Once your annual salary passes the £50k mark, the tax office starts taking a bigger bite from your earnings. For every £1 you earn over £50,270, 40p is eaten up by income tax. 

A similar hike in tax happens at the £100k threshold. Although this time it’s not because you move into the top rate tax band (that happens at £125,140). 

It’s because your tax-free Personal Allowance shrinks at £100k, so you’ll be paying tax on more of your earnings. 

It’s known as the £100k tax trap!

There are ways to reduce your tax liability perfectly legally, however. 
Try out our new £100k tax trap calculator and read our guide on the best ways to keep more of your earnings.

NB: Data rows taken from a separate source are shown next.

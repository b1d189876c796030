//! Analyze command: fetch one URL and print its metrics.

use anyhow::Context;
use camino::Utf8PathBuf;
use clap::Args;
use owo_colors::OwoColorize;
use serde::Serialize;
use tracing::{debug, instrument};

use lexmetric_core::{Config, MetricsRecord, table};

use super::{AnalysisArgs, print_metrics};

/// Arguments for the `analyze` subcommand.
#[derive(Args, Debug)]
pub struct AnalyzeArgs {
    /// URL of the page to analyze.
    pub url: String,

    /// Also write the metrics as a one-row table (.csv or .json).
    #[arg(short, long, value_name = "FILE")]
    pub output: Option<Utf8PathBuf>,

    #[command(flatten)]
    pub analysis: AnalysisArgs,
}

#[derive(Serialize)]
struct AnalyzeReport<'a> {
    url: &'a str,
    cache_file: String,
    from_cache: bool,
    metrics: &'a MetricsRecord,
}

/// Fetch (or reuse) a single document and score it.
#[instrument(name = "cmd_analyze", skip_all, fields(url = %args.url))]
pub fn cmd_analyze(args: AnalyzeArgs, global_json: bool, config: &Config) -> anyhow::Result<()> {
    debug!(output = ?args.output, "executing analyze command");

    let analyzer = args.analysis.build_analyzer(config)?;
    let (doc, metrics) = analyzer
        .analyze_document(&args.url)
        .with_context(|| format!("failed to analyze {}", args.url))?;

    if let Some(ref output) = args.output {
        table::write_record(output.as_std_path(), &args.url, &metrics)
            .with_context(|| format!("failed to write {output}"))?;
    }

    if global_json {
        let report = AnalyzeReport {
            url: &args.url,
            cache_file: doc.path.display().to_string(),
            from_cache: doc.from_cache,
            metrics: &metrics,
        };
        println!("{}", serde_json::to_string_pretty(&report)?);
        return Ok(());
    }

    print_metrics(&args.url, &metrics);
    let source = if doc.from_cache { "cached" } else { "fetched" };
    println!(
        "\n  {} {} ({})",
        "Text:".dimmed(),
        doc.path.display(),
        source
    );
    if let Some(ref output) = args.output {
        println!("  {} {}", "Wrote:".dimmed(), output.green());
    }

    Ok(())
}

Act NOW to avoid an energy bill shock this winter

Energy bills will rise by 2% (around £35 per year) for millions of households from 1 October! 📈

That’s because the energy price cap set by Ofgem (the energy regulator) is going up to £1,755 per year for a typical dual-fuel bill. 

The good news is that there are a couple of ways to avoid getting caught out: 

1. Submit a meter reading – this is especially important if you’re on a standard tariff and don’t have a smart meter. Get yours in before 1 October to avoid your September usage being charged at a higher rate. 

2. Switch to a fixed rate deal – a fixed rate energy deal could help you cut the cost of your energy and lock in a cheaper tariff before the new price cap kicks.

DEAL OF THE WEEK: Up to £2,000 Cashback from Fidelity

Fidelity is currently offering new customers between £200 and £2,000 cashback if they apply to transfer or invest a lump sum into a SIPP.  The offer ends 10 November 2025.

The cashback you receive is tiered and dependent on how much you transfer or invest into your SIPP.  

The catch: You’ll need to transfer or invest at least £35,000 to qualify for the minimum cashback amount of £200. This offer isn’t available if you transfer or contribute to the SIPP using an adviser or intermediary.

JARGON BUSTER: FINANCE TERMS EXPLAINED

Inflation: the rate at which the prices of goods and services we all need to buy increase over time. If your income doesn’t rise at the same rate as inflation, your money can no longer buy you as much.

Interest rate on savings: a reward for saving with your provider, paid as a percentage of your total savings amount.

G7 nations: a group of seven major advanced countries. The 7 nations are Canada, France, Germany, Italy, Japan, the United Kingdom and the United States.

Energy price cap: the maximum amount that suppliers can charge households for each unit of gas and electricity they use.